Image Credit: I’m Thinking of Ending Things poster.

Image Credit: I’m Thinking of Ending Things poster.

By: Ashley Welling

Dark, dreamlike, and deeply emotional, I’m Thinking of Ending Things is the story of coming face-to-face with your past while grappling with the fear of what’s to come. While both the book and the movie follow the same general story, they are quite different in their details and execution. Here, we take a dive into both — looking at how two storytellers put their spin on fears we all face. 

The Book

I’m Thinking of Ending Things is a debut novel by author Iain Reid. It follows Jake and his girlfriend (the narrator whose name is purposefully never mentioned), as they drive through a winter storm to meet his parents for dinner at their remote farmhouse. Their long, winding drive through the snow is tense as Reid builds an environment that is quite disconnected from the world inside the narrator’s head. However, it’s when they reach his parent’s house that the reader starts to realize this world may not be all that it seems. 

From the eerily familiar photos on the wall to the surreal way his parents change throughout dinner, it’s all very spooky and tension-building. The reader gets a bit of a deeper dive into Jake’s psyche, however, when the narrator makes her way to the basement — discovering paintings depicting a child with different ominous creatures looming over him. The heaviness of the moldy, dark environment coupled with a visual representation of what a weight mental health can be is told well here. 
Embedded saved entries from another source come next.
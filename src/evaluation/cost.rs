//! Round-trip route distance.

use crate::distance::{haversine, DistanceMatrix};
use crate::models::Coordinate;

/// Computes the total distance of a route: `depot → route[0] → ... → route[n-1] → depot`.
///
/// Returns 0 for an empty route.
///
/// # Examples
///
/// ```
/// use u_tourplan::distance::DistanceMatrix;
/// use u_tourplan::evaluation::route_distance;
///
/// let dm = DistanceMatrix::from_data(3, vec![
///     0.0, 1.0, 2.0,
///     1.0, 0.0, 1.0,
///     2.0, 1.0, 0.0,
/// ]).unwrap();
/// assert_eq!(route_distance(&[1, 2], 0, &dm), 4.0);
/// assert_eq!(route_distance(&[], 0, &dm), 0.0);
/// ```
pub fn route_distance(route: &[usize], depot: usize, distances: &DistanceMatrix) -> f64 {
    let (Some(&first), Some(&last)) = (route.first(), route.last()) else {
        return 0.0;
    };
    let mut dist = distances.get(depot, first);
    for pair in route.windows(2) {
        dist += distances.get(pair[0], pair[1]);
    }
    dist + distances.get(last, depot)
}

/// Computes round-trip travel distance from a depot through stops given as
/// coordinates.
///
/// # Examples
///
/// ```
/// use u_tourplan::models::Coordinate;
/// use u_tourplan::evaluation::RouteCostEvaluator;
///
/// let depot = Coordinate::new(52.52, 13.405);
/// let stop = Coordinate::new(52.53, 13.405);
/// let eval = RouteCostEvaluator::new(depot);
/// let d = eval.distance(&[stop]);
/// assert!((d - 2.0 * depot.distance_to(&stop)).abs() < 1e-12);
/// ```
#[derive(Debug, Clone, Copy)]
pub struct RouteCostEvaluator {
    depot: Coordinate,
}

impl RouteCostEvaluator {
    /// Creates an evaluator for tours starting and ending at `depot`.
    pub fn new(depot: Coordinate) -> Self {
        Self { depot }
    }

    /// Depot position.
    pub fn depot(&self) -> Coordinate {
        self.depot
    }

    /// Round-trip distance in kilometers through `stops` in order.
    pub fn distance(&self, stops: &[Coordinate]) -> f64 {
        self.distance_by(stops, |c| *c)
    }

    /// Round-trip distance through arbitrary stops, located by `locate`.
    pub fn distance_by<T>(&self, stops: &[T], locate: impl Fn(&T) -> Coordinate) -> f64 {
        let mut current = self.depot;
        let mut dist = 0.0;
        for stop in stops {
            let next = locate(stop);
            dist += haversine(current, next);
            current = next;
        }
        if stops.is_empty() {
            return 0.0;
        }
        dist + haversine(current, self.depot)
    }

    /// Distance of each leg from the depot to stop 1, stop 1 to stop 2, and so on.
    ///
    /// The return leg to the depot is not included.
    pub fn legs(&self, stops: &[Coordinate]) -> Vec<f64> {
        let mut current = self.depot;
        stops
            .iter()
            .map(|&next| {
                let d = haversine(current, next);
                current = next;
                d
            })
            .collect()
    }
}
It’s in the final reveal that we get the most blatant explanation of what exactly is going on. Coming face-to-face with himself as a middle-aged janitor at a local high school, Reid reveals that the entire story has been a trip inside one man’s head. Guilt, regret, and the fear of what he feels like he has to do boil up and reach a truly heartbreaking climax. 

Overall, Reid builds a world that’s tense, ominous, and beautifully surreal. Much of the details are left up to the reader’s interpretation, but we love a good enigmatic, spooky puzzle.

The Movie 

Adapted and directed by Charlie Kaufman, the movie is less of a traditional horror film and more of an atmospheric journey through a dreamlike world of memories mixed with a fear of the future. Like the book, it follows Jake (Jessie Plemons) and Lucy (Jessie Buckley) as they travel to his parent’s house in the country. Unlike the book, the conversation is less focused on philosophy and instead on poetry, books, physics, and neurological degenerative disorders, suggesting that the Jake in the film is grappling with something a bit different than in the book. 
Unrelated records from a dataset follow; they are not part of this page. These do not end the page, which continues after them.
//! Delivery orders and their status lifecycle.

use chrono::NaiveDate;
use serde::{Deserialize, Serialize};

/// Delivery urgency.
#[derive(Debug, Clone, Copy, PartialEq, Eq, Hash, Serialize, Deserialize)]
#[serde(rename_all = "lowercase")]
pub enum Priority {
    /// Deliver when convenient.
    Low,
    /// Default urgency.
    Medium,
    /// Pack first.
    High,
}

impl Priority {
    /// Sort weight: high = 3, medium = 2, low = 1.
    pub fn weight(self) -> u8 {
        match self {
            Priority::Low => 1,
            Priority::Medium => 2,
            Priority::High => 3,
        }
    }
}

/// Where an order is in its lifecycle.
#[derive(Debug, Clone, Copy, PartialEq, Eq, Hash, Serialize, Deserialize)]
#[serde(rename_all = "lowercase")]
pub enum OrderStatus {
    /// Waiting to be planned.
    Pending,
    /// Placed on a tour.
    Assigned,
    /// Delivered by a completed tour.
    Completed,
}

/// An order to deliver a number of containers to one customer on one date.
///
/// # Examples
///
/// ```
/// use chrono::NaiveDate;
/// use u_tourplan::models::{Order, OrderStatus, Priority};
///
/// let date = NaiveDate::from_ymd_opt(2024, 5, 6).unwrap();
/// let o = Order::new("o1", "c1", 4, date).with_priority(Priority::High);
/// assert_eq!(o.container_count(), 4);
/// assert_eq!(o.priority(), Priority::High);
/// assert_eq!(o.status(), OrderStatus::Pending);
/// ```
#[derive(Debug, Clone, PartialEq, Serialize, Deserialize)]
#[serde(rename_all = "camelCase")]
pub struct Order {
    id: String,
    customer_id: String,
    container_count: u32,
    #[serde(default = "default_priority")]
    priority: Priority,
    delivery_date: NaiveDate,
    #[serde(default = "default_status")]
    status: OrderStatus,
}

fn default_priority() -> Priority {
    Priority::Medium
}

fn default_status() -> OrderStatus {
    OrderStatus::Pending
}

impl Order {
    /// Creates a pending, medium-priority order.
    pub fn new(
        id: impl Into<String>,
        customer_id: impl Into<String>,
        container_count: u32,
        delivery_date: NaiveDate,
    ) -> Self {
        Self {
            id: id.into(),
            customer_id: customer_id.into(),
            container_count,
            priority: Priority::Medium,
            delivery_date,
            status: OrderStatus::Pending,
        }
    }

    /// Sets the priority.
    pub fn with_priority(mut self, priority: Priority) -> Self {
        self.priority = priority;
        self
    }

    /// Sets the status.
    pub fn with_status(mut self, status: OrderStatus) -> Self {
        self.status = status;
        self
    }

    /// Order ID.
    pub fn id(&self) -> &str {
        &self.id
    }

    /// Customer this order is delivered to.
    pub fn customer_id(&self) -> &str {
        &self.customer_id
    }

    /// Containers to deliver (unit of capacity consumption).
    pub fn container_count(&self) -> u32 {
        self.container_count
    }

    /// Delivery urgency.
    pub fn priority(&self) -> Priority {
        self.priority
    }

    /// Date the order must be delivered on.
    pub fn delivery_date(&self) -> NaiveDate {
        self.delivery_date
    }

    /// Current lifecycle status.
    pub fn status(&self) -> OrderStatus {
        self.status
    }
}

/// A status change the caller should apply to one of its orders.
#[derive(Debug, Clone, PartialEq, Eq, Serialize, Deserialize)]
#[serde(rename_all = "camelCase")]
pub struct OrderStatusUpdate {
    /// Order to update.
    pub order_id: String,
    /// New status.
    pub status: OrderStatus,
}

impl OrderStatusUpdate {
    /// Creates an update.
    pub fn new(order_id: impl Into<String>, status: OrderStatus) -> Self {
        Self {
            order_id: order_id.into(),
            status,
        }
    }
}

/// Applies status updates to the caller's orders.
///
/// Updates for unknown ids are ignored. Returns the number of orders changed.
pub fn apply_status_updates(orders: &mut [Order], updates: &[OrderStatusUpdate]) -> usize {
    let mut changed = 0;
    for update in updates {
        for order in orders.iter_mut().filter(|o| o.id == update.order_id) {
            if order.status != update.status {
                order.status = update.status;
                changed += 1;
            }
        }
    }
    changed
}

#[cfg(test)]
mod tests {
    use super::*;

    fn date() -> NaiveDate {
        NaiveDate::from_ymd_opt(2024, 5, 6).expect("valid date")
    }

    #[test]
    fn test_priority_weight() {
        assert_eq!(Priority::High.weight(), 3);
        assert_eq!(Priority::Medium.weight(), 2);
        assert_eq!(Priority::Low.weight(), 1);
    }

    #[test]
    fn test_order_defaults_from_json() {
        let o: Order = serde_json::from_str(
            r#"{"id":"o1","customerId":"c1","containerCount":3,"deliveryDate":"2024-05-06"}"#,
        )
        .expect("valid");
        assert_eq!(o.priority(), Priority::Medium);
        assert_eq!(o.status(), OrderStatus::Pending);
        assert_eq!(o.delivery_date(), date());
    }

    #[test]
    fn test_order_rejects_negative_containers() {
        let r: Result<Order, _> = serde_json::from_str(
            r#"{"id":"o1","customerId":"c1","containerCount":-3,"deliveryDate":"2024-05-06"}"#,
        );
        assert!(r.is_err());
    }

    #[test]
    fn test_apply_status_updates() {
        let mut orders = vec![
            Order::new("o1", "c1", 1, date()),
            Order::new("o2", "c1", 1, date()),
        ];
        let updates = vec![
            OrderStatusUpdate::new("o1", OrderStatus::Assigned),
            OrderStatusUpdate::new("missing", OrderStatus::Assigned),
        ];
        assert_eq!(apply_status_updates(&mut orders, &updates), 1);
        assert_eq!(orders[0].status(), OrderStatus::Assigned);
        assert_eq!(orders[1].status(), OrderStatus::Pending);
        // Reapplying is a no-op.
        assert_eq!(apply_status_updates(&mut orders, &updates), 0);
    }
}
The acting throughout the film is flawless. The tense scenes in the farmhouse feature Jake’s mother (Toni Collette) and father (David Thewlis) interrogating Lucy on details she can’t quite recall. The characters’ lapses in memory coupled with their ever-changing age and appearance give the sense that we are inside a mind that’s trying to work through quite a lot. It’s Lucy’s discovery of what’s in the basement, however, that gives audiences an idea of the reality he’s trying to keep out of his head. 

Overall, what is real and what is imagined play together so seamlessly in the film that you feel as though you are moving from lucid to confused as much as Jake himself. And once you find out what it’s all about, your heart breaks all over again. If you’re ready for an emotional journey through our very human fear of what the end of our life brings, I’m Thinking of Ending Things is a powerful exploration of just that.